学舎の中でも、生徒や先生の中に邸宅の名を名乗ることが出来る人間は幾人かいて、その中でも俺は劣っている方に分類されている。……自称しているところもあるので仕方ないのだが。まあ、そういった理由もあるからなのか、学舎の中の一部の人間からは、『邸宅御三家のくせに』とか、『七光を使っているに違いない』と謎の言いがかり等を付けられて、『坊ちゃん』とバカにされることも常々だった。そんなことあるわけが無いのに。
と、いうわけで、授業が同じはずの俺ですらその男のことを知らないのだから、同じ授業を受けてすらいないラエルだって、絶対に知らないはずだった。極度の人見知り体質であるラエルのことだから、俺の見ている場所からではその後姿しか見えないけれども、困惑しているだろう様子は手に取るようにわかった。
「なあ、俺と付き合ってよ」
ある種の決まり文句が男から放たれて、やはり、俺の予想道理の展開になった。
どこか得意そうな男の声に、すぐさま場に乱入してぶち壊してやろうかとも思ったが、ラエルが何と答えるのかも気になったので、俺はむかむかする衝動をぐっと我慢した。
「困ります。……そんなことを言われても……」
即答。……では無いが、その答えは早かった。
しかし、ラエルは迷う素振りこそ見せなかったが、キッパリと宣言したというわけではなかった。というより、始終その男の様子を伺いがちにしていて、あえて明確な意思表示を避けたようだった。
(言ってしまえばいいのに、ラエルもバカだなぁ)
言われた男の顔が一瞬しかめられた後、にやりと笑うのが俺には見えた。
(気をつかったにしろ、そうでないにしろ、その『男』が付け上がる隙になるだけなのに……)

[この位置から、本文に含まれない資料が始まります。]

//! Wire shapes exchanged with the monitoring backend: the REST snapshot and
//! the JSON hub protocol spoken over the push channel.

use serde::{Deserialize, Serialize};
use serde_json::{json, Value};

pub const SNAPSHOT_PATH: &str = "GetDataForUI";

/// Terminates every hub protocol frame.
pub const RECORD_SEPARATOR: char = '\u{1e}';

pub const HUB_PROTOCOL_NAME: &str = "json";
pub const HUB_PROTOCOL_VERSION: u32 = 1;

const MESSAGE_INVOCATION: u8 = 1;
const MESSAGE_PING: u8 = 6;
const MESSAGE_CLOSE: u8 = 7;

#[derive(Debug, Clone, Default, Serialize, Deserialize)]
pub struct SnapshotResponse {
    #[serde(rename = "ChanellInfo", alias = "chanellInfo", default)]
    pub chanell_info: Value,
    #[serde(rename = "SatelliteView", alias = "satelliteView", default)]
    pub satellite_view: Value,
    #[serde(rename = "TemperatureInfo", alias = "temperatureInfo", default)]
    pub temperature_info: Value,
}

#[derive(Debug, Clone, Copy, PartialEq, Eq, Hash)]
pub enum HubTarget {
    TemperatureUpdate,
    EmrTemperatureUpdate,
    StartAnimate,
    RobotSay,
    ChannelStatusUpdate,
    ChanellInfoUpdate,
    SatelliteMonitoringUpdate,
    OpticChannelHealthUpdate,
    CardsWhichNeedToBeActivate,
    RegionBitrateUpdate,
}

impl HubTarget {
    pub const ALL: [HubTarget; 10] = [
        HubTarget::TemperatureUpdate,
        HubTarget::EmrTemperatureUpdate,
        HubTarget::StartAnimate,
        HubTarget::RobotSay,
        HubTarget::ChannelStatusUpdate,
        HubTarget::ChanellInfoUpdate,
        HubTarget::SatelliteMonitoringUpdate,
        HubTarget::OpticChannelHealthUpdate,
        HubTarget::CardsWhichNeedToBeActivate,
        HubTarget::RegionBitrateUpdate,
    ];

    pub fn as_str(self) -> &'static str {
        match self {
            Self::TemperatureUpdate => "temperatureUpdate",
            Self::EmrTemperatureUpdate => "emrTemperatureUpdate",
            Self::StartAnimate => "StartAnimate",
            Self::RobotSay => "robotsay",
            Self::ChannelStatusUpdate => "channelStatusUpdate",
            Self::ChanellInfoUpdate => "chanellInfoUpdate",
            Self::SatelliteMonitoringUpdate => "satelliteMonitoringUpdate",
            Self::OpticChannelHealthUpdate => "OpticChannelHealthUpdate",
            Self::CardsWhichNeedToBeActivate => "CardsWhichNeedToBeActivate",
            Self::RegionBitrateUpdate => "regionbitrateupdate",
        }
    }

    /// Hub method names match case-insensitively.
    pub fn from_name(name: &str) -> Option<Self> {
        Self::ALL
            .into_iter()
            .find(|target| target.as_str().eq_ignore_ascii_case(name))
    }
}

#[derive(Debug, Clone, Serialize, Deserialize, PartialEq, Eq)]
pub struct HandshakeRequest {
    pub protocol: String,
    pub version: u32,
}

impl Default for HandshakeRequest {
    fn default() -> Self {
        Self {
            protocol: HUB_PROTOCOL_NAME.to_string(),
            version: HUB_PROTOCOL_VERSION,
        }
    }
}

#[derive(Debug, Clone, Default, Serialize, Deserialize, PartialEq, Eq)]
pub struct HandshakeResponse {
    #[serde(default, skip_serializing_if = "Option::is_none")]
    pub error: Option<String>,
}

#[derive(Debug, Clone, PartialEq)]
pub enum HubMessage {
    Invocation {
        target: String,
        arguments: Vec<Value>,
    },
    Ping,
    Close {
        error: Option<String>,
        allow_reconnect: bool,
    },
    /// Message types the client does not act on (completions, stream items, ...).
    Other(u8),
}

#[derive(Debug, Deserialize)]
struct RawHubMessage {
    #[serde(rename = "type")]
    kind: u8,
    #[serde(default)]
    target: Option<String>,
    #[serde(default)]
    arguments: Vec<Value>,
    #[serde(default)]
    error: Option<String>,
    #[serde(default, rename = "allowReconnect")]
    allow_reconnect: Option<bool>,
}

impl HubMessage {
    pub fn invocation(target: impl Into<String>, arguments: Vec<Value>) -> Self {
        Self::Invocation {
            target: target.into(),
            arguments,
        }
    }

    pub fn parse(frame: &str) -> Result<Self, serde_json::Error> {
        let raw: RawHubMessage = serde_json::from_str(frame)?;
        Ok(match (raw.kind, raw.target) {
            (MESSAGE_INVOCATION, Some(target)) => Self::Invocation {
                target,
                arguments: raw.arguments,
            },
            (MESSAGE_PING, _) => Self::Ping,
            (MESSAGE_CLOSE, _) => Self::Close {
                error: raw.error,
                allow_reconnect: raw.allow_reconnect.unwrap_or(false),
            },
            (kind, _) => Self::Other(kind),
        })
    }

    /// Serializes the message as one record-separated frame.
    pub fn to_frame(&self) -> String {
        let body = match self {
            Self::Invocation { target, arguments } => json!({
                "type": MESSAGE_INVOCATION,
                "target": target,
                "arguments": arguments,
            }),
            Self::Ping => json!({ "type": MESSAGE_PING }),
            Self::Close {
                error,
                allow_reconnect,
            } => {
                let mut body = json!({ "type": MESSAGE_CLOSE, "allowReconnect": allow_reconnect });
                if let Some(error) = error {
                    body["error"] = Value::String(error.clone());
                }
                body
            }
            Self::Other(kind) => json!({ "type": kind }),
        };
        format!("{body}{RECORD_SEPARATOR}")
    }
}

pub fn encode_frame<T: Serialize>(message: &T) -> serde_json::Result<String> {
    Ok(format!("{}{RECORD_SEPARATOR}", serde_json::to_string(message)?))
}

/// Splits one transport message into its protocol frames.
pub fn frames(text: &str) -> impl Iterator<Item = &str> {
    text.split(RECORD_SEPARATOR)
        .filter(|frame| !frame.trim().is_empty())
}

#[cfg(test)]
#[path = "tests/protocol_tests.rs"]
mod tests;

案の定、男が動いた。ラエルへと腕を伸ばし――嫌がるラエルに抱きつこうとした。
目の当たりにした光景に、俺はキレた。
(――あの野郎っ!)
「――ラエル!!」
俺が慌てて飛び出したら、驚いたように動きを止めた二人が俺を見返してきた。そのどさくさに俺は二人に近付くと、まず男の腕を払い、次に俺の後ろの方へとラエルを追いやって、男の目から極力ラエルを隠そうとした。
見れば、俺よりも年上の男があからさまに不機嫌そうな顔をして舌打ちをした。睨みつけてこようが怖くも何とも無かった。
何故なら、ラエルは俺のそばにいる。逃げようともせず、拒もうともしない。
男の悔し顔を見るに、知らず口元が緩んでしまう。
「大丈夫か?」
男と対峙したまま、首だけを巡らせてラエルを見た。俺に対し、一つ頷いて見せたラエルだったが、そっと身を寄せてきた。
背に触れられてから気付く僅かな身の震えに、俺は興味本位で現場を盗み見ていたことを後悔した。
(ごめんな、ラエル……)
けれど、俺だって男だ。役得過ぎる場面を逃しはしない。ラエルがしおらしい様子でいることに俺は付け込むことにした。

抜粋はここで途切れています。